Subi Jacob George (born in Kerala) is an Indian organic chemist, known for his work in the fields of supramolecular chemistry, materials chemistry and polymer chemistry. His research interests includes organic and supramolecular synthesis, functional organic materials, supramolecular polymers, chiral amplification, and hybrid materials.

Education and career
He obtained a bachelor's degree in chemistry and a master's degree in organic chemistry from Mahatma Gandhi University, Kerala.
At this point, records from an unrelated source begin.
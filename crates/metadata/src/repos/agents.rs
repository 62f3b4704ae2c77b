//! Agent repository trait.

use crate::error::MetadataResult;
use crate::models::AgentRow;
use async_trait::async_trait;

/// Repository for agent artifact records.
#[async_trait]
pub trait AgentRepo: Send + Sync {
    /// Insert a new agent. Fails with `AlreadyExists` on a duplicate name or load.
    async fn create_agent(&self, agent: &AgentRow) -> MetadataResult<()>;

    /// Get an agent by ID.
    async fn get_agent(&self, id: i64) -> MetadataResult<Option<AgentRow>>;

    /// Get an agent by display name.
    async fn get_agent_by_name(&self, name: &str) -> MetadataResult<Option<AgentRow>>;

    /// Get an agent by load name.
    async fn get_agent_by_load(&self, load: &str) -> MetadataResult<Option<AgentRow>>;

    /// List all agents in creation order.
    async fn list_agents(&self) -> MetadataResult<Vec<AgentRow>>;

    /// Delete an agent by ID.
    async fn delete_agent(&self, id: i64) -> MetadataResult<()>;
}
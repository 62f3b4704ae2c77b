//! Metadata store abstraction and implementations for the scheme backend.
//!
//! This crate owns the relational records:
//! - Agent artifacts and their object store locations
//! - Environment templates and instances
//! - Scheme configurations
//! - Deduction plans, task logs and task status

pub mod error;
pub mod models;
pub mod postgres;
pub mod repos;
pub mod store;

pub use error::{MetadataError, MetadataResult};
pub use postgres::PostgresStore;
pub use store::{MetadataStore, SqliteStore};

use scheme_core::config::MetadataConfig;
use std::sync::Arc;

/// Create a metadata store from configuration.
pub async fn from_config(config: &MetadataConfig) -> MetadataResult<Arc<dyn MetadataStore>> {
    config.validate().map_err(MetadataError::Config)?;

    match config {
        MetadataConfig::Sqlite {
            path,
            query_timeout_secs,
        } => {
            let store = SqliteStore::new(path, *query_timeout_secs).await?;
            Ok(Arc::new(store) as Arc<dyn MetadataStore>)
        }
        MetadataConfig::Postgres {
            url,
            host,
            port,
            username,
            password,
            database,
            ssl_mode,
            max_connections,
            statement_timeout_ms,
        } => {
            let store = if let Some(url) = url {
                tracing::info!("Connecting to PostgreSQL using connection URL");
                PostgresStore::from_url(url, *max_connections, *statement_timeout_ms).await?
            } else if let (Some(host), Some(database)) = (host.as_ref(), database.as_ref()) {
                PostgresStore::from_params(
                    host,
                    port.unwrap_or(5432),
                    username.as_deref(),
                    password.as_deref(),
                    database,
                    *ssl_mode,
                    *max_connections,
                    *statement_timeout_ms,
                )
                .await?
            } else {
                return Err(MetadataError::Config(
                    "postgres config requires either 'url' or 'host' + 'database'".to_string(),
                ));
            };
            Ok(Arc::new(store) as Arc<dyn MetadataStore>)
        }
    }
}
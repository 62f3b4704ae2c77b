//! Metadata store test utilities.

use scheme_metadata::{MetadataError, MetadataResult, MetadataStore, PostgresStore, SqliteStore};
use std::sync::Arc;
use tempfile::TempDir;
use testcontainers::{ContainerAsync, ImageExt, runners::AsyncRunner};
use testcontainers_modules::postgres::Postgres;

/// SQLite metadata store in a temp directory, removed on drop.
#[allow(dead_code)]
pub struct TestMetadata {
    pub store: Arc<dyn MetadataStore>,
    _temp_dir: TempDir,
}

impl TestMetadata {
    pub async fn new() -> MetadataResult<Self> {
        let temp_dir = tempfile::tempdir().expect("Failed to create temp directory");
        let store = SqliteStore::new(temp_dir.path().join("test.db"), None).await?;

        Ok(Self {
            store: Arc::new(store),
            _temp_dir: temp_dir,
        })
    }

    pub fn store(&self) -> Arc<dyn MetadataStore> {
        self.store.clone()
    }
}

/// PostgreSQL metadata store backed by a testcontainer.
#[allow(dead_code)]
pub struct PostgresTestMetadata {
    pub store: Arc<dyn MetadataStore>,
    _container: ContainerAsync<Postgres>,
}

impl PostgresTestMetadata {
    pub async fn new() -> MetadataResult<Self> {
        let container = Postgres::default()
            .with_tag("15-alpine")
            .start()
            .await
            .map_err(|e| {
                MetadataError::Internal(format!("Failed to start PostgreSQL container: {e}"))
            })?;

        let host = container
            .get_host()
            .await
            .map_err(|e| MetadataError::Internal(format!("Failed to get host: {e}")))?;
        let port = container
            .get_host_port_ipv4(5432)
            .await
            .map_err(|e| MetadataError::Internal(format!("Failed to get port: {e}")))?;

        // Default credentials from testcontainers-modules postgres
        let url = format!("postgres://postgres:postgres@{host}:{port}/postgres");
        let store = PostgresStore::from_url(&url, 5, Some(30_000)).await?;

        Ok(Self {
            store: Arc::new(store),
            _container: container,
        })
    }

    pub fn store(&self) -> Arc<dyn MetadataStore> {
        self.store.clone()
    }
}

/// Run a test against both SQLite and PostgreSQL backends.
///
/// PostgreSQL is skipped when `SKIP_POSTGRES_TESTS` is set or Docker is
/// unavailable.
#[allow(dead_code)]
pub async fn run_metadata_test_both<F, Fut>(test_fn: F)
where
    F: Fn(Arc<dyn MetadataStore>) -> Fut + Clone,
    Fut: std::future::Future<Output = ()>,
{
    let sqlite = TestMetadata::new()
        .await
        .expect("Failed to create SQLite test metadata");
    test_fn.clone()(sqlite.store()).await;

    if std::env::var("SKIP_POSTGRES_TESTS").is_err() {
        match PostgresTestMetadata::new().await {
            Ok(postgres) => test_fn(postgres.store()).await,
            Err(err) => eprintln!("Skipping PostgreSQL metadata tests: {err}"),
        }
    }
}
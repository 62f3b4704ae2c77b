//! Core domain types and shared logic for the scheme backend.
//!
//! This crate defines what every other crate agrees on:
//! - Application configuration
//! - Time-ordered id generation
//! - Deduction status and task log tags
//! - Agent archive validation

pub mod archive;
pub mod config;
pub mod error;
pub mod id;
pub mod status;

pub use archive::{
    ARCHIVE_CONTENT_TYPE, ARCHIVE_EXTENSION, ArchiveSummary, DEFAULT_MAX_UNPACKED_BYTES,
};
pub use error::{Error, Result};
pub use id::IdGenerator;
pub use status::{DeductionStatus, TaskLogKind, TaskLogLevel, TaskState};

/// Default side tag for agents uploaded without one.
pub const DEFAULT_SIDE: &str = "unknown";

/// Maximum length of a task log message.
pub const MAX_TASK_LOG_CONTENT: usize = 512;
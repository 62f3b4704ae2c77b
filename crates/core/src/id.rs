//! Time-ordered unique identifiers.
//!
//! Ids follow the snowflake layout packed into a positive `i64`:
//!
//! ```text
//! | 1 bit unused | 41 bits millis since EPOCH | 5 bits cluster | 5 bits node | 12 bits sequence |
//! ```
//!
//! A generator is created once at startup and shared through application
//! state. Ids from one generator are strictly increasing.

use crate::error::{Error, Result};
use std::sync::Mutex;
use time::OffsetDateTime;

/// Custom epoch (2024-01-01T00:00:00Z) in unix milliseconds.
pub const EPOCH_MILLIS: i64 = 1_704_067_200_000;

const CLUSTER_BITS: u32 = 5;
const NODE_BITS: u32 = 5;
const SEQUENCE_BITS: u32 = 12;

/// Largest cluster id accepted by the generator.
pub const MAX_CLUSTER_ID: u8 = (1 << CLUSTER_BITS) - 1;
/// Largest node id accepted by the generator.
pub const MAX_NODE_ID: u8 = (1 << NODE_BITS) - 1;

const MAX_SEQUENCE: i64 = (1 << SEQUENCE_BITS) - 1;
const NODE_SHIFT: u32 = SEQUENCE_BITS;
const CLUSTER_SHIFT: u32 = SEQUENCE_BITS + NODE_BITS;
const TIMESTAMP_SHIFT: u32 = SEQUENCE_BITS + NODE_BITS + CLUSTER_BITS;

#[derive(Debug)]
struct GeneratorState {
    last_millis: i64,
    sequence: i64,
}

/// Snowflake id generator.
#[derive(Debug)]
pub struct IdGenerator {
    cluster_id: u8,
    node_id: u8,
    state: Mutex<GeneratorState>,
}

/// Fields unpacked from a generated id.
#[derive(Clone, Copy, Debug, PartialEq, Eq)]
pub struct IdParts {
    pub timestamp_millis: i64,
    pub cluster_id: u8,
    pub node_id: u8,
    pub sequence: u16,
}

impl IdGenerator {
    /// Create a generator for the given cluster and node.
    pub fn new(cluster_id: u8, node_id: u8) -> Result<Self> {
        if cluster_id > MAX_CLUSTER_ID {
            return Err(Error::IdGenerator(format!(
                "cluster_id {cluster_id} exceeds {MAX_CLUSTER_ID}"
            )));
        }
        if node_id > MAX_NODE_ID {
            return Err(Error::IdGenerator(format!(
                "node_id {node_id} exceeds {MAX_NODE_ID}"
            )));
        }
        Ok(Self {
            cluster_id,
            node_id,
            state: Mutex::new(GeneratorState {
                last_millis: 0,
                sequence: 0,
            }),
        })
    }

    /// Generate the next id.
    pub fn generate(&self) -> i64 {
        let mut state = self
            .state
            .lock()
            .unwrap_or_else(|poisoned| poisoned.into_inner());

        let mut now = current_millis();
        // Clock went backwards: keep issuing from the last timestamp.
        if now < state.last_millis {
            now = state.last_millis;
        }

        if now == state.last_millis {
            state.sequence = (state.sequence + 1) & MAX_SEQUENCE;
            // Sequence exhausted for this millisecond.
            if state.sequence == 0 {
                while now <= state.last_millis {
                    std::hint::spin_loop();
                    now = current_millis();
                }
            }
        } else {
            state.sequence = 0;
        }

        state.last_millis = now;

        ((now - EPOCH_MILLIS) << TIMESTAMP_SHIFT)
            | (i64::from(self.cluster_id) << CLUSTER_SHIFT)
            | (i64::from(self.node_id) << NODE_SHIFT)
            | state.sequence
    }

    /// Split an id back into its components.
    pub fn parse(id: i64) -> IdParts {
        IdParts {
            timestamp_millis: (id >> TIMESTAMP_SHIFT) + EPOCH_MILLIS,
            cluster_id: ((id >> CLUSTER_SHIFT) & i64::from(MAX_CLUSTER_ID)) as u8,
            node_id: ((id >> NODE_SHIFT) & i64::from(MAX_NODE_ID)) as u8,
            sequence: (id & MAX_SEQUENCE) as u16,
        }
    }
}

impl Default for IdGenerator {
    fn default() -> Self {
        Self {
            cluster_id: 0,
            node_id: 0,
            state: Mutex::new(GeneratorState {
                last_millis: 0,
                sequence: 0,
            }),
        }
    }
}

fn current_millis() -> i64 {
    (OffsetDateTime::now_utc().unix_timestamp_nanos() / 1_000_000) as i64
}

#[cfg(test)]
mod tests {
    use super::*;
    use std::collections::HashSet;
    use std::sync::Arc;

    #[test]
    fn test_rejects_out_of_range_ids() {
        assert!(IdGenerator::new(MAX_CLUSTER_ID + 1, 0).is_err());
        assert!(IdGenerator::new(0, MAX_NODE_ID + 1).is_err());
        assert!(IdGenerator::new(MAX_CLUSTER_ID, MAX_NODE_ID).is_ok());
    }

    #[test]
    fn test_ids_are_positive_and_increasing() {
        let generator = IdGenerator::new(1, 2).unwrap();
        let mut last = 0;
        for _ in 0..10_000 {
            let id = generator.generate();
            assert!(id > 0);
            assert!(id > last, "{id} should be greater than {last}");
            last = id;
        }
    }

    #[test]
    fn test_parse_roundtrip_fields() {
        let generator = IdGenerator::new(3, 17).unwrap();
        let before = current_millis();
        let id = generator.generate();
        let after = current_millis();

        let parts = IdGenerator::parse(id);
        assert_eq!(parts.cluster_id, 3);
        assert_eq!(parts.node_id, 17);
        assert!(parts.timestamp_millis >= before && parts.timestamp_millis <= after);
    }

    #[test]
    fn test_unique_across_threads() {
        let generator = Arc::new(IdGenerator::default());
        let handles: Vec<_> = (0..4)
            .map(|_| {
                let generator = generator.clone();
                std::thread::spawn(move || {
                    (0..2_000).map(|_| generator.generate()).collect::<Vec<_>>()
                })
            })
            .collect();

        let mut seen = HashSet::new();
        for handle in handles {
            for id in handle.join().unwrap() {
                assert!(seen.insert(id), "duplicate id {id}");
            }
        }
        assert_eq!(seen.len(), 8_000);
    }
}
In 2004, he was awarded a PhD in organic chemistry from the National Institute for Interdisciplinary Science and Technology, Trivandrum.

Selected publications
 Supramolecular Materials for Opto-Electronics.
 Emerging solvent-induced homochirality by the confinement of achiral molecules against a solid surface.
 Coiled-Coil Gel Nanostructures of Oligo(p-phenylenevinylene)s: Gelation-Induced Helix Transition in a Higher-Order Supramolecular Self-Assembly of a Rigid π-Conjugated System
 Helicity Induction and Amplification in an Oligo(p-phenylenevinylene) Assembly through Hydrogen-Bonded Chiral Acids.
 Oligo(p-phenylenevinylene) Derived Organogels: A Novel Class of Functional Supramolecular Materials

See also 

 Ayyappanpillai Ajayaghosh
 Bert Meijer

References

External links 
 Profile on Google Scholar

Living people
Indian molecular biologists
Recipients of the Shanti Swarup Bhatnagar Award in Chemical Science
Indian scientific authors
Scientists from Kerala
Year of birth missing (living people)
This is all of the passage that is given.